The girls occasionally stayed with Chiara, but mostly they stayed with their granny. They were the only children that Annie knew whose mother worked, but instead of feeling the stigma, Annie enjoyed the freedom it gave her.
At first she thought it was because she was almost ten that her granny let her wander on her own for the first time. She went to the swimming pool by herself, to the library on her own, and was allowed to take her bike to the islands unsupervised. In spite of the natural self-absorption of a child, she began to notice that Granny Ross was different. And Granddad Ross was being extra nice.
Granny’s not angry, Annie thought. She’s not sick. Unable to diagnose a case of disillusionment, she left it as one of those imponderables that affected adults.
Joanne walked into the kitchen in the late afternoon to collect the girls. Late July, summer was full-blown, not yet tipped into the excess of August. The nights were still bright, the days still warm—mostly. But the heather was not yet in bloom.
“Hello, Mum, I hope they were good.”
“Course we were,” Wee Jean answered on her granny’s behalf.
“Don’t be cheeky,” Joanne laughed. “Run and tell Annie I’m here and get your bags.”
“Tea?”
“I’d love a quick cup.” Joanne was still on her mission to be extra nice to her mother-in-law and wasn’t finding it at all an effort.
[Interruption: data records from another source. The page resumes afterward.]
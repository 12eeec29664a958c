//! TikTok Downloader - CLI entry point.

use std::path::{Path, PathBuf};
use std::process::ExitCode;
use std::sync::Arc;

use clap::Parser;
use tracing_subscriber::{fmt, EnvFilter};

use tiktok_downloader::{
    api::{DeviceIdentityProvider, SignaturePipeline, TikTokApi},
    cli::Args,
    config::{validate_config, validate_username, Config, DownloadMode},
    download::{
        collect_user_feed, parse_queue_input, DownloadOrchestrator, DownloadStats, HttpFileSink,
        OrchestratorOptions, QueueSummary,
    },
    error::{exit_codes, Error, Result},
    fs::{get_user_folder, resolve_destination},
    output::{
        create_item_bar, create_spinner, print_banner, print_config_summary, print_error,
        print_info, print_run_stats, print_success, print_user_profile, print_warning,
    },
};

#[tokio::main]
async fn main() -> ExitCode {
    match run().await {
        Ok(code) => ExitCode::from(code as u8),
        Err(e) => {
            print_error(&format!("{}", e));
            match e {
                Error::Config(_)
                | Error::ConfigValidation { .. }
                | Error::MissingConfig(_)
                | Error::TomlParse(_) => ExitCode::from(exit_codes::CONFIG_ERROR as u8),
                Error::Signature { .. }
                | Error::Request(_)
                | Error::Parse(_)
                | Error::NotFound(_)
                | Error::Http(_) => ExitCode::from(exit_codes::API_ERROR as u8),
                Error::Download(_) | Error::InvalidFilename(_) => {
                    ExitCode::from(exit_codes::DOWNLOAD_ERROR as u8)
                }
                _ => ExitCode::from(exit_codes::UNEXPECTED_ERROR as u8),
            }
        }
    }
}

async fn run() -> Result<i32> {
    // Parse CLI arguments
    let args = Args::parse();

    // Set up logging
    let log_level = if args.debug { "debug" } else { "info" };
    let filter = EnvFilter::try_from_default_env().unwrap_or_else(|_| EnvFilter::new(log_level));

    fmt().with_env_filter(filter).with_target(false).init();

    if !args.quiet {
        print_banner();
    }

    // Load configuration, persisting device identifiers on first use
    let config_path = args.config.clone();
    let mut config = Config::load_or_default(&config_path)?;
    if config_path.exists() && config.ensure_device(Some(&config_path))? {
        print_info(&format!(
            "Saved device identifiers to {}",
            config_path.display()
        ));
    }

    // Merge CLI arguments into config
    args.merge_into_config(&mut config);
    let mode = config.options.download_mode;

    validate_config(&config, mode)?;

    let filename_format = config
        .options
        .filename_format
        .iter()
        .map(ToString::to_string)
        .collect::<Vec<_>>()
        .join(", ");
    print_config_summary(
        &mode.to_string(),
        &resolve_destination(config.options.download_directory.as_deref())
            .display()
            .to_string(),
        &filename_format,
    );

    let signer = match &config.signer.command {
        Some(command) => SignaturePipeline::from_command(command, config.request_timeout()),
        None => SignaturePipeline::unconfigured(),
    };
    let api = TikTokApi::new(
        DeviceIdentityProvider::new(config.device_id(), config.install_id()),
        signer,
        config.endpoints(),
        Some(&config.account.user_agent),
        config.request_timeout(),
    )?;

    match mode {
        DownloadMode::Links => run_links(api, &config, &args).await,
        DownloadMode::User => run_user(api, &config, &args).await,
    }
}

/// Download the posts behind share links.
async fn run_links(api: TikTokApi, config: &Config, args: &Args) -> Result<i32> {
    let mut input = args.urls.join("\n");
    if let Some(path) = &args.input {
        let contents = tokio::fs::read_to_string(path).await?;
        input.push('\n');
        input.push_str(&contents);
    }

    let urls: Vec<String> = parse_queue_input(&input)
        .into_iter()
        .map(|entry| entry.original_url)
        .collect();
    if urls.is_empty() {
        return Err(Error::MissingConfig(
            "at least one share URL (--url or --input)".to_string(),
        ));
    }

    let orchestrator = build_orchestrator(
        Arc::new(api),
        config,
        config.options.download_directory.clone(),
    )?;
    watch_ctrl_c(&orchestrator);

    print_info(&format!("Queued {} item(s)", urls.len()));
    let summary = orchestrator.run(&urls).await?;
    finish(&orchestrator, summary)
}

/// Download every post of a user.
async fn run_user(api: TikTokApi, config: &Config, args: &Args) -> Result<i32> {
    let username = validate_username(
        args.user
            .as_deref()
            .ok_or_else(|| Error::MissingConfig("user (--user <name>)".to_string()))?,
    )?;

    let spinner = create_spinner(&format!("Collecting posts of @{}...", username));
    let feed = collect_user_feed(
        &api,
        &username,
        config.cookie(),
        config.feed_limit(),
        config.request_delay(),
    )
    .await;
    spinner.finish_and_clear();
    let feed = feed?;

    print_user_profile(&feed.user);
    print_info(&format!("Found {} post(s)", feed.items.len()));

    if let Some(path) = &args.list_json {
        write_item_list(path, &feed.items).await?;
        print_success(&format!("Wrote item list to {}", path.display()));
    }

    if args.list_only {
        for item in &feed.items {
            let created = item
                .created_at_utc()
                .map(|dt| dt.format("%Y-%m-%d").to_string())
                .unwrap_or_else(|| "-".to_string());
            println!(
                "  {} {} {} {}",
                item.id,
                created,
                item.item_type().extension(),
                item.url
            );
        }
        return Ok(exit_codes::SUCCESS);
    }

    let base = resolve_destination(config.options.download_directory.as_deref());
    let destination = get_user_folder(&base, &feed.user.unique_id)?;

    let orchestrator = build_orchestrator(Arc::new(api), config, Some(destination))?;
    watch_ctrl_c(&orchestrator);

    let summary = orchestrator.run_items(feed.items).await?;
    finish(&orchestrator, summary)
}

fn build_orchestrator(
    api: Arc<TikTokApi>,
    config: &Config,
    destination: Option<PathBuf>,
) -> Result<DownloadOrchestrator> {
    let sink = HttpFileSink::new(config.request_timeout(), config.options.show_downloads)?;
    let options = OrchestratorOptions {
        destination,
        filename_format: config.options.filename_format.clone(),
        min_delay: config.request_delay(),
    };

    let orchestrator = DownloadOrchestrator::new(api, Arc::new(sink), options);
    Ok(if config.options.show_downloads {
        orchestrator.with_progress(create_item_bar("Downloading"))
    } else {
        orchestrator
    })
}

/// Cancel the run on Ctrl-C. Started downloads still finish.
fn watch_ctrl_c(orchestrator: &DownloadOrchestrator) {
    let token = orchestrator.cancel_token();
    tokio::spawn(async move {
        if tokio::signal::ctrl_c().await.is_ok() {
            print_warning("Cancelling, waiting for started downloads to finish...");
            token.cancel();
        }
    });
}

fn finish(orchestrator: &DownloadOrchestrator, summary: QueueSummary) -> Result<i32> {
    print_run_stats(&DownloadStats::from_queue(&orchestrator.queue().snapshot()));

    if orchestrator.cancel_token().is_cancelled() {
        return Ok(exit_codes::ABORT);
    }
    if summary.error > 0 {
        print_warning(&format!("{} item(s) failed", summary.error));
        return Ok(exit_codes::SOME_ITEMS_FAILED);
    }
    Ok(exit_codes::SUCCESS)
}

async fn write_item_list(path: &Path, items: &[tiktok_downloader::CanonicalItem]) -> Result<()> {
    let json = serde_json::to_string_pretty(items)?;
    tokio::fs::write(path, json).await?;
    Ok(())
}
Mrs. Ross warmed the pot, spooned in the tea, poured in the boiling water, and set the cozy on the pot.
Joanne asked, “Mum, what are your plans for the Black Isle Show? Patricia has invited us to spend the night at Achnafern Grange.”
“Has she now?” Mrs. Ross said with all the enthusiasm of a cat contemplating the rain.
“I know you always meet Mrs. Munro and . . . Mum, is anything the matter?”
“It’s not for me to say.”
“Mum, please.” Joanne caught the brightness in her eyes, the tremble in her hand. “Sit down, I’ll pour. Tell me what’s the matter.”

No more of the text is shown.